Duopa Can Help Parkinson’s Patients Manage Impulse Control Disorders, Study Shows

AbbVie’s Duopa can reduce impulse control disorders in patients with advanced Parkinson’s disease and mild-to-moderate neuropsychiatric problems, a study shows.

The research, “Improvement of impulse control disorders associated with levodopa-carbidopa intestinal gel treatment in advanced Parkinson’s disease,” was published in the Journal of Neurology.

Parkinson’s disease is characterized by the death of brain cells that produce the signaling molecule dopamine — a chemical that facilitates communication between nerve cells.

Dopamine replacement agents can reduce movement symptoms of the disease. The treatments can lead to side effects, however. One is impulse control disorders, such as compulsive gambling, buying, sexual behavior, and eating.

Duopa is an intestinal gel formulation of the carbidopa-levodopa combo that AbbVie developed to help manage Parkinson’s symptoms.

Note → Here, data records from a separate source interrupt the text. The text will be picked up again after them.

use std::collections::HashMap;
use std::sync::Arc;

use super::{Handler, Middleware};
use crate::context::Context;

/// Builder for [`Middleware`] that swaps the response body for a fixed page
/// when the final status has one registered.
#[derive(Debug, Default, Clone)]
pub struct ErrorPageBuilder {
    pages: HashMap<u16, Vec<u8>>,
}

impl ErrorPageBuilder {
    pub fn new() -> Self {
        Self::default()
    }

    /// Register `body` for `status`. A later call for the same status replaces it.
    #[must_use]
    pub fn add_error_page(mut self, status: u16, body: impl Into<Vec<u8>>) -> Self {
        self.pages.insert(status, body.into());
        self
    }

    pub fn build(self) -> Middleware {
        let pages = Arc::new(self.pages);
        Arc::new(move |next: Handler| {
            let pages = Arc::clone(&pages);
            Arc::new(move |ctx: &mut Context| {
                next(ctx);
                if let Some(page) = pages.get(&ctx.resp_status) {
                    ctx.resp_body = page.clone();
                }
            }) as Handler
        })
    }
}
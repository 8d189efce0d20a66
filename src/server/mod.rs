//! Dispatch entry point.
//!
//! [`HttpServer`] owns a [`Router`](crate::router::Router) and the server-wide
//! middleware. Transport is left to the caller: hand a request to
//! [`HttpServer::handle`] or a prepared [`Context`](crate::Context) to
//! [`HttpServer::serve`].

mod http_server;
mod response;

pub use http_server::{
    with_config, with_logger, with_middleware, with_template_engine, HttpServer, Logger,
    ServerOption,
};
pub use response::{into_response, REQUEST_ID_HEADER};
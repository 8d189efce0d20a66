use std::panic::{catch_unwind, AssertUnwindSafe};
use std::sync::Arc;

use tracing::warn;

use super::{Handler, Middleware};
use crate::context::Context;

/// Callback invoked with the context after a panic has been recovered
pub type RecoveryLog = Arc<dyn Fn(&Context) + Send + Sync>;

/// Middleware that converts a handler panic into a configured response
///
/// Place it first in the global middleware list so that it encloses every
/// other decorator. Without it, a panicking handler unwinds into the caller.
pub struct RecoveryMiddleware {
    status: u16,
    body: Vec<u8>,
    log: Option<RecoveryLog>,
}

impl RecoveryMiddleware {
    /// Respond with `status` and `body` after a recovered panic
    pub fn new(status: u16, body: impl Into<Vec<u8>>) -> Self {
        Self {
            status,
            body: body.into(),
            log: None,
        }
    }

    /// Forward recovered contexts to `log`
    #[must_use]
    pub fn with_log<F>(mut self, log: F) -> Self
    where
        F: Fn(&Context) + Send + Sync + 'static,
    {
        self.log = Some(Arc::new(log));
        self
    }

    /// Wrap the downstream handler in `catch_unwind`. Whatever the handler
    /// wrote before panicking is replaced.
    pub fn build(self) -> Middleware {
        let this = Arc::new(self);
        Arc::new(move |next: Handler| {
            let this = Arc::clone(&this);
            Arc::new(move |ctx: &mut Context| {
                let outcome = catch_unwind(AssertUnwindSafe(|| next(&mut *ctx)));
                if let Err(payload) = outcome {
                    let message = panic_message(payload.as_ref());
                    warn!(
                        method = %ctx.req.method(),
                        path = %ctx.req.uri().path(),
                        route = %ctx.matched_route,
                        panic = %message,
                        "Recovered from handler panic"
                    );
                    ctx.resp_status = this.status;
                    ctx.resp_body = this.body.clone();
                    if let Some(log) = &this.log {
                        log(ctx);
                    }
                }
            }) as Handler
        })
    }
}

fn panic_message(payload: &(dyn std::any::Any + Send)) -> String {
    if let Some(s) = payload.downcast_ref::<&str>() {
        (*s).to_string()
    } else if let Some(s) = payload.downcast_ref::<String>() {
        s.clone()
    } else {
        "unknown panic".to_string()
    }
}

#[cfg(test)]
mod tests {
    use super::*;
    use crate::middleware::{chain, handler_fn};
    use std::sync::atomic::{AtomicUsize, Ordering};

    #[test]
    fn test_recovers_panic_and_logs() {
        let logged = Arc::new(AtomicUsize::new(0));
        let counter = Arc::clone(&logged);
        let recovery = RecoveryMiddleware::new(500, "boom")
            .with_log(move |_ctx| {
                counter.fetch_add(1, Ordering::SeqCst);
            })
            .build();
        let handler = chain(&[recovery], handler_fn(|_ctx| panic!("handler failed")));

        let mut ctx = Context::default();
        handler(&mut ctx);
        assert_eq!(ctx.resp_status, 500);
        assert_eq!(ctx.resp_body, b"boom");
        assert_eq!(logged.load(Ordering::SeqCst), 1);
    }

    #[test]
    fn test_passes_through_without_panic() {
        let recovery = RecoveryMiddleware::new(500, "boom").build();
        let handler = chain(
            &[recovery],
            handler_fn(|ctx| {
                ctx.resp_status = 201;
                ctx.resp_body = b"ok".to_vec();
            }),
        );
        let mut ctx = Context::default();
        handler(&mut ctx);
        assert_eq!(ctx.resp_status, 201);
        assert_eq!(ctx.resp_body, b"ok");
    }

    #[test]
    fn test_panic_message_extraction() {
        assert_eq!(panic_message(&"static"), "static");
        assert_eq!(panic_message(&String::from("owned")), "owned");
        assert_eq!(panic_message(&42_u8), "unknown panic");
    }
}
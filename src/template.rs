//! Template rendering for handlers.
//!
//! Handlers call [`Context::render`](crate::Context::render) with a template
//! name and JSON data; the server's [`TemplateEngine`] turns that into bytes.
//! [`MiniJinjaEngine`] is the bundled implementation.

use std::fmt;
use std::fs;
use std::path::Path;

use minijinja::Environment;
use serde_json::Value as JsonValue;

/// Template rendering failure
#[derive(Debug, Clone, PartialEq, Eq)]
pub enum TemplateError {
    /// No template engine was configured on the server
    NotConfigured,
    /// The template is unknown or failed to render
    Render(String),
    /// Template sources could not be loaded
    Load(String),
}

impl fmt::Display for TemplateError {
    fn fmt(&self, f: &mut fmt::Formatter<'_>) -> fmt::Result {
        match self {
            TemplateError::NotConfigured => write!(f, "no template engine configured"),
            TemplateError::Render(msg) => write!(f, "template render failed: {}", msg),
            TemplateError::Load(msg) => write!(f, "template load failed: {}", msg),
        }
    }
}

impl std::error::Error for TemplateError {}

impl From<minijinja::Error> for TemplateError {
    fn from(e: minijinja::Error) -> Self {
        TemplateError::Render(e.to_string())
    }
}

/// Renders a named template with data into bytes
pub trait TemplateEngine: Send + Sync {
    fn render(&self, name: &str, data: &JsonValue) -> Result<Vec<u8>, TemplateError>;
}

/// [`TemplateEngine`] backed by a `minijinja` environment
pub struct MiniJinjaEngine {
    env: Environment<'static>,
}

impl Default for MiniJinjaEngine {
    fn default() -> Self {
        Self::new()
    }
}

impl MiniJinjaEngine {
    pub fn new() -> Self {
        Self {
            env: Environment::new(),
        }
    }

    /// Register a template from source
    pub fn add_template(
        &mut self,
        name: impl Into<String>,
        source: impl Into<String>,
    ) -> Result<(), TemplateError> {
        self.env
            .add_template_owned(name.into(), source.into())
            .map_err(TemplateError::from)
    }

    /// Register every `*.html` file in `dir` under its file name
    pub fn from_dir(dir: impl AsRef<Path>) -> Result<Self, TemplateError> {
        let mut engine = Self::new();
        let entries = fs::read_dir(dir.as_ref()).map_err(|e| TemplateError::Load(e.to_string()))?;
        for entry in entries {
            let path = entry.map_err(|e| TemplateError::Load(e.to_string()))?.path();
            if path.extension().and_then(|s| s.to_str()) != Some("html") {
                continue;
            }
            let Some(name) = path.file_name().and_then(|s| s.to_str()).map(str::to_string) else {
                continue;
            };
            let source =
                fs::read_to_string(&path).map_err(|e| TemplateError::Load(e.to_string()))?;
            engine.add_template(name, source)?;
        }
        Ok(engine)
    }
}

impl TemplateEngine for MiniJinjaEngine {
    fn render(&self, name: &str, data: &JsonValue) -> Result<Vec<u8>, TemplateError> {
        let tmpl = self.env.get_template(name)?;
        let rendered = tmpl.render(data)?;
        Ok(rendered.into_bytes())
    }
}
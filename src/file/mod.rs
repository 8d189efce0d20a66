//! # File Handlers
//!
//! Ready-made handlers for the three file tasks a web application usually
//! needs. Each is configured with option functions, like
//! [`HttpServer`](crate::server::HttpServer), and turned into a [`Handler`]
//! with `into_handler`:
//!
//! - [`FileUploader`] stores one field of a `multipart/form-data` body
//! - [`FileDownloader`] sends a file from a directory as an attachment
//! - [`StaticResourceHandler`] serves the `:file` path parameter from a
//!   directory, keeping small files in an LRU cache
//!
//! ```rust,no_run
//! use segroute::file::{with_static_dir, StaticResourceHandler};
//! use segroute::HttpServer;
//!
//! let mut server = HttpServer::default();
//! let assets = StaticResourceHandler::new(vec![with_static_dir("public")]);
//! server.get("/assets/:file", assets.into_handler())?;
//! # Ok::<(), segroute::RouteError>(())
//! ```
//!
//! Failures are written to the context as a status and a short plain-text
//! body; none of the handlers panic.
//!
//! [`Handler`]: crate::middleware::Handler

mod download;
mod static_resource;
mod upload;


use std::path::{Component, Path, PathBuf};

pub use download::{with_download_dir, DownloaderOption, FileDownloader, DEFAULT_DOWNLOAD_DIR};
pub use static_resource::{
    with_cache_capacity, with_extensions, with_max_file_size, with_static_dir, StaticOption,
    StaticResourceHandler, DEFAULT_CACHE_CAPACITY, DEFAULT_MAX_FILE_SIZE, DEFAULT_STATIC_DIR,
};
pub use upload::{
    with_dst_path, with_file_field, FileUploader, UploadedFile, UploaderOption, DEFAULT_FILE_FIELD,
    DEFAULT_UPLOAD_DIR,
};

use crate::context::Context;

/// Join a client-supplied relative name onto `dir`
///
/// Returns `None` when the name is empty, absolute, or climbs out of `dir`
/// through `..`. Symlinks inside `dir` are followed.
pub(crate) fn confined_path(dir: &Path, name: &str) -> Option<PathBuf> {
    let mut out = dir.to_path_buf();
    let mut depth = 0usize;
    for component in Path::new(name).components() {
        match component {
            Component::Normal(part) => {
                out.push(part);
                depth += 1;
            }
            Component::CurDir => {}
            Component::ParentDir | Component::RootDir | Component::Prefix(_) => return None,
        }
    }
    (depth > 0).then_some(out)
}

pub(crate) fn fail(ctx: &mut Context, status: u16, message: impl Into<String>) {
    ctx.resp_status = status;
    ctx.resp_body = message.into().into_bytes();
}
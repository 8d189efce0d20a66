use std::convert::Infallible;
use std::fs;
use std::path::{Path, PathBuf};
use std::sync::Arc;

use futures::executor::block_on;
use futures::{future, stream};
use http::header::CONTENT_TYPE;
use tracing::{debug, warn};
use ulid::Ulid;

use super::fail;
use crate::context::Context;
use crate::middleware::Handler;

/// Multipart field read when no other is configured
pub const DEFAULT_FILE_FIELD: &str = "file";

/// Directory receiving uploads under the default destination function
pub const DEFAULT_UPLOAD_DIR: &str = "testdata/upload";

/// Option applied by [`FileUploader::new`]
pub type UploaderOption = Box<dyn FnOnce(&mut FileUploader)>;

/// Maps an upload to the path it is written to
pub type DstPathFn = Arc<dyn Fn(&UploadedFile) -> PathBuf + Send + Sync>;

/// Part headers of the uploaded field
#[derive(Debug, Clone, PartialEq, Eq)]
pub struct UploadedFile {
    pub field: String,
    /// `filename` from the part's `Content-Disposition`
    pub file_name: Option<String>,
    pub content_type: Option<String>,
}

/// Read the file from `field` instead of [`DEFAULT_FILE_FIELD`]
pub fn with_file_field(field: impl Into<String>) -> UploaderOption {
    let field = field.into();
    Box::new(move |uploader: &mut FileUploader| uploader.file_field = field)
}

/// Choose the destination of each upload
pub fn with_dst_path<F>(dst: F) -> UploaderOption
where
    F: Fn(&UploadedFile) -> PathBuf + Send + Sync + 'static,
{
    Box::new(move |uploader: &mut FileUploader| uploader.dst_path = Arc::new(dst))
}

/// Handler storing one file field of a `multipart/form-data` request
///
/// The default destination is a fresh ULID under [`DEFAULT_UPLOAD_DIR`].
/// Missing parent directories are created and an existing file is
/// overwritten. Success is a 200 with body `upload succeeded`; any
/// failure is a 500 whose body names the step that failed.
pub struct FileUploader {
    file_field: String,
    dst_path: DstPathFn,
}

impl Default for FileUploader {
    fn default() -> Self {
        Self::new(Vec::new())
    }
}

impl FileUploader {
    /// Uploader reading [`DEFAULT_FILE_FIELD`], with `options` applied in order
    pub fn new(options: Vec<UploaderOption>) -> Self {
        let mut uploader = Self {
            file_field: DEFAULT_FILE_FIELD.to_string(),
            dst_path: Arc::new(|_: &UploadedFile| {
                Path::new(DEFAULT_UPLOAD_DIR).join(Ulid::new().to_string())
            }),
        };
        for option in options {
            option(&mut uploader);
        }
        uploader
    }

    pub fn handle(&self, ctx: &mut Context) {
        let (file, data) = match self.read_field(ctx) {
            Ok(Some(found)) => found,
            Ok(None) => {
                return fail(ctx, 500, format!("upload failed: no field {}", self.file_field));
            }
            Err(message) => return fail(ctx, 500, format!("upload failed: {message}")),
        };

        let dst = (self.dst_path)(&file);
        if let Some(parent) = dst.parent().filter(|p| !p.as_os_str().is_empty()) {
            if let Err(e) = fs::create_dir_all(parent) {
                warn!(path = %parent.display(), error = %e, "Failed to create upload directory");
                return fail(ctx, 500, format!("failed to create file: {e}"));
            }
        }
        if let Err(e) = fs::write(&dst, &data) {
            warn!(path = %dst.display(), error = %e, "Failed to write upload");
            return fail(ctx, 500, format!("failed to write file: {e}"));
        }

        debug!(path = %dst.display(), bytes = data.len(), "Stored upload");
        ctx.resp_status = 200;
        ctx.resp_body = b"upload succeeded".to_vec();
    }

    /// Share the uploader as a route [`Handler`]
    pub fn into_handler(self) -> Handler {
        let this = Arc::new(self);
        Arc::new(move |ctx: &mut Context| this.handle(ctx))
    }

    fn read_field(&self, ctx: &Context) -> Result<Option<(UploadedFile, Vec<u8>)>, String> {
        let content_type = ctx
            .req
            .headers()
            .get(CONTENT_TYPE)
            .and_then(|v| v.to_str().ok())
            .ok_or("request is not multipart/form-data")?;
        let boundary = multer::parse_boundary(content_type).map_err(|e| e.to_string())?;

        let body = ctx.req.body().clone();
        let mut multipart = multer::Multipart::new(
            stream::once(future::ready(Ok::<_, Infallible>(body))),
            boundary,
        );
        let wanted = self.file_field.as_str();
        block_on(async {
            while let Some(field) = multipart.next_field().await? {
                if field.name() != Some(wanted) {
                    continue;
                }
                let file = UploadedFile {
                    field: wanted.to_string(),
                    file_name: field.file_name().map(str::to_string),
                    content_type: field.content_type().map(|m| m.to_string()),
                };
                let data = field.bytes().await?;
                return Ok(Some((file, data.to_vec())));
            }
            Ok::<_, multer::Error>(None)
        })
        .map_err(|e| e.to_string())
    }
}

It reduces the time when standard levodopa treatment wears off — periods known as off times.

Little is known about its non-movement side effects, however.

Spanish researchers wanted to know if Duopa would increase impulse control disorders in Parkinson’s patients. Their study involved 62 patients with an advanced form of the disease who received Duopa for six months. The patients had had symptoms a median of 13.5 years and movement problems a median of five years.

Duopa reduced patients’ off periods by almost six hours a day, or 79 percent. It failed to reduce the duration of patients’ uncontrolled movements, however. Duopa also improved patients’ ability to perform daily activities. In general, the treatment reduced the severity of the disease’s symptoms by 25 percent.

The treatment also led to signficant improvements in patients’ scores on an impulse control disorder index known as the Questionnaire for Impulsive–Compulsive Disorders in Parkinson’s disease. Patients’ scores fell by 54 percent over three months and by 64 percent over six months.

In terms of type of disorder, there were significant reductions in compulsive eating, in taking medication compulsively, in becoming compulsive hobby enthusiasts, and in compulsive punding, or engaging in repetitive mechanical tasks like assembling and disassembling things.

In contrast, Duopa led to no changes in compulsive gambling, sex, or buying.

Another finding was that the therapy led to significant reductions in psychosis, improved sleep quality and better social interactions.

“Currently, there is no consensus regarding treatment of impulse control disorders,” the researchers wrote. Key reasons are the variability of impulsive behavior symptoms and lack of clinical trials addressing the issue, they said.

As a whole, the study indicated that Duopa could be a good way to help people with advanced Parkinson’s disease manage their impulse control disorders.

Importantly, Duopa can significantly improve patients’ movement symptoms and sleep quality without a significant increase in levodopa dosage, the researchers wrote.

But additional studies are necessary to compare Duopa’s impact with that of other commonly used Parkinson’s treatment, the team added.